China’s unparalleled ability to support the economy with expansionary fiscal and monetary policy is the key factor behind the progressive economic recovery now in train. Given the momentum the economy now has, we forecast GDP growth of 8.2% in 2009 and 9.5% in 2010.

Fiscal stimulus has centred on the government’s investment and infrastructure orientated RMB 4trn plan. With the central government budgeted to spend 29.5% or RMB 1.18trn, the rest is being financed by bank lending to local governments and infrastructure investment corporations. This lending has formed the backbone of this year’s extraordinary bank lending binge, which saw bank lending jump by 34% in the first seven months of the year.

Inevitably, a surge in government-inspired investment, especially in infrastructure, has provided the key impetus to growth. Overall, fixed asset investment (FAI) has risen by 34% year-to-date with infrastructure spending up a remarkable 63.5%. However, overcapacity has seen FAI decelerate in some key manufacturing sectors. But with buoyant liquidity reviving house prices, property FAI has re-accelerated. The high level of corporate deposits suggests capex will remain resilient even as credit growth inevitably slows.

Booming FAI has, in turn, prompted a progressive recovery in industrial output growth, which picked up to 10.8% y/y in July from a low of 3.8% in January / February. The continued improvement in the PMI survey and the continued wedge between orders and inventories point to stronger growth in H2.

After stabilising towards the end of Q1, exports have now begun to revive. The strength of the ISM survey points to even brisker recovery throughout the remainder of 2009 although, as of July, the value of exports was still around 22% below its 2008 peak. The infrastructure spending boom has seen import volumes recover. Combined with higher prices of commodities, imports of which have boomed, the trade surplus has fallen back sharply, helping to slow the rise of FX reserves.

And zoom in for the charts and accompanied comments, courtesy of BNP Paribas.

Does it sound different to what China-Invest asserts?

Just to add kerosene to the fire. Even the genetically bullish Citigroup Global Markets acknowledges the OVER-INVESTMENT and OVER-CAPACITY ISSUE, and wrote on 30 September:

China’s decision to tackle overcapacity could suggest the end of restrictionless investment growth since late last year. This is the first such policy adjustment in almost the past 12 months.

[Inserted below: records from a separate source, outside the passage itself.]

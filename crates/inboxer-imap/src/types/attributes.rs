//! Protocol-level message attributes.

use chrono::{DateTime, FixedOffset};

/// Attributes the server reports for a fetched message.
#[derive(Debug, Clone, Default, PartialEq, Eq)]
pub struct Attributes {
    /// Message UID.
    pub uid: Option<u32>,
    /// Message sequence number (0 when unknown).
    pub seq: u32,
    /// Message flags (e.g. `\Seen`, `\Flagged`, keywords).
    pub flags: Vec<String>,
    /// Date the server received the message.
    pub internal_date: Option<DateTime<FixedOffset>>,
    /// Message size in bytes (RFC822.SIZE).
    pub size: Option<u32>,
}

impl Attributes {
    /// Returns true if no attribute has been set.
    #[must_use]
    pub fn is_empty(&self) -> bool {
        *self == Self::default()
    }

    /// Returns true if the message carries the given flag (case-insensitive).
    #[must_use]
    pub fn has_flag(&self, flag: &str) -> bool {
        self.flags.iter().any(|f| f.eq_ignore_ascii_case(flag))
    }

    /// Returns true if the message has been read.
    #[must_use]
    pub fn is_seen(&self) -> bool {
        self.has_flag("\\Seen")
    }
}
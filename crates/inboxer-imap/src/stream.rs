//! The byte stream an `async-imap` session runs over.
//!
//! Only two transports exist: implicit TLS on the configured port, and
//! plaintext for local servers and tests. STARTTLS upgrades are refused.

#![allow(clippy::missing_errors_doc)]

use std::fmt;
use std::io;
use std::pin::Pin;
use std::sync::{Arc, LazyLock};
use std::task::{Context, Poll};

use rustls::pki_types::ServerName;
use tokio::io::{AsyncRead, AsyncWrite, ReadBuf};
use tokio::net::TcpStream;
use tokio_rustls::TlsConnector;
use tokio_rustls::client::TlsStream;
use tracing::debug;

use crate::{Config, Error, Result, Security};

/// Client TLS settings shared by every connection: webpki roots, no client
/// certificate.
static TLS_CONFIG: LazyLock<Arc<rustls::ClientConfig>> = LazyLock::new(|| {
    let roots = rustls::RootCertStore {
        roots: webpki_roots::TLS_SERVER_ROOTS.to_vec(),
    };
    Arc::new(
        rustls::ClientConfig::builder()
            .with_root_certificates(roots)
            .with_no_client_auth(),
    )
});

/// Transport under an IMAP session.
pub enum ImapStream {
    /// Unencrypted TCP.
    Plain(TcpStream),
    /// TCP wrapped in TLS from the first byte.
    Tls(Box<TlsStream<TcpStream>>),
}

impl ImapStream {
    /// Connects as `config.security` asks, giving up after
    /// `config.connect_timeout`.
    pub async fn open(config: &Config) -> Result<Self> {
        let connect = async {
            match config.security {
                Security::Implicit => connect_tls(&config.host, config.port).await,
                Security::None => connect_plain(&config.host, config.port).await,
                Security::StartTls => Err(Error::UnsupportedSecurity),
            }
        };

        tokio::time::timeout(config.connect_timeout, connect)
            .await
            .map_err(|_| Error::Timeout(config.connect_timeout))?
    }

    /// Whether the transport is encrypted.
    #[must_use]
    pub const fn is_tls(&self) -> bool {
        matches!(self, Self::Tls(_))
    }
}

impl fmt::Debug for ImapStream {
    fn fmt(&self, f: &mut fmt::Formatter<'_>) -> fmt::Result {
        let peer = match self {
            Self::Plain(tcp) => tcp.peer_addr(),
            Self::Tls(tls) => tls.get_ref().0.peer_addr(),
        };
        f.debug_struct("ImapStream")
            .field("tls", &self.is_tls())
            .field("peer", &peer.ok())
            .finish()
    }
}

impl AsyncRead for ImapStream {
    fn poll_read(
        self: Pin<&mut Self>,
        cx: &mut Context<'_>,
        buf: &mut ReadBuf<'_>,
    ) -> Poll<io::Result<()>> {
        match self.get_mut() {
            Self::Plain(tcp) => Pin::new(tcp).poll_read(cx, buf),
            Self::Tls(tls) => Pin::new(tls).poll_read(cx, buf),
        }
    }
}

impl AsyncWrite for ImapStream {
    fn poll_write(
        self: Pin<&mut Self>,
        cx: &mut Context<'_>,
        buf: &[u8],
    ) -> Poll<io::Result<usize>> {
        match self.get_mut() {
            Self::Plain(tcp) => Pin::new(tcp).poll_write(cx, buf),
            Self::Tls(tls) => Pin::new(tls).poll_write(cx, buf),
        }
    }

    fn poll_flush(self: Pin<&mut Self>, cx: &mut Context<'_>) -> Poll<io::Result<()>> {
        match self.get_mut() {
            Self::Plain(tcp) => Pin::new(tcp).poll_flush(cx),
            Self::Tls(tls) => Pin::new(tls).poll_flush(cx),
        }
    }

    fn poll_shutdown(self: Pin<&mut Self>, cx: &mut Context<'_>) -> Poll<io::Result<()>> {
        match self.get_mut() {
            Self::Plain(tcp) => Pin::new(tcp).poll_shutdown(cx),
            Self::Tls(tls) => Pin::new(tls).poll_shutdown(cx),
        }
    }
}

/// TLS connector verifying servers against the webpki roots.
#[must_use]
pub fn tls_connector() -> TlsConnector {
    TlsConnector::from(Arc::clone(&TLS_CONFIG))
}

/// Opens TCP to `host:port` and completes a TLS handshake for `host`.
pub async fn connect_tls(host: &str, port: u16) -> Result<ImapStream> {
    let server_name = ServerName::try_from(host.to_string())?;
    let tcp = tcp(host, port).await?;
    let tls = tls_connector().connect(server_name, tcp).await?;
    debug!(host, port, "TLS handshake done");
    Ok(ImapStream::Tls(Box::new(tls)))
}

/// Opens unencrypted TCP to `host:port`.
pub async fn connect_plain(host: &str, port: u16) -> Result<ImapStream> {
    Ok(ImapStream::Plain(tcp(host, port).await?))
}

async fn tcp(host: &str, port: u16) -> Result<TcpStream> {
    debug!(host, port, "opening TCP connection");
    let tcp = TcpStream::connect((host, port)).await?;
    tcp.set_nodelay(true)?;
    Ok(tcp)
}
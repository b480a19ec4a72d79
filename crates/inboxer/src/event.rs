//! Events published by a [`Mailbox`](crate::Mailbox).

use inboxer_imap::Folder;

use crate::{Error, ParsedMessage};

/// Something that happened to a mailbox.
#[derive(Debug, Clone)]
pub enum MailboxEvent {
    /// Connected and opened the folder.
    Connected(Folder),
    /// The connection closed after [`disconnect`](crate::Mailbox::disconnect).
    Disconnected,
    /// New messages fetched while watching.
    Messages(Vec<ParsedMessage>),
    /// A failure, either of a call or reported by the client on its own.
    Error(Error),
}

In an official document cosigned by several key ministries, crude steel, cement, plated glass, coal chemical, polysilicon, and wind energy equipment are highlighted as industries excessively oversupplied.

Official estimation shows that total capacity of crude steel is about 40% more than estimated demand, while cement excess capacity is about two thirds of its projected demand.

The overcapacity problem could spread to other sectors whose investment is dominated by state-owned enterprises. Moreover, corporate account receivables grew much faster than revenues in recent months, pointing to rising inventories or overcapacity economy-wide.

Oooooops! Look at yourself in the mirror! Nice growth - driven by OVER-investment!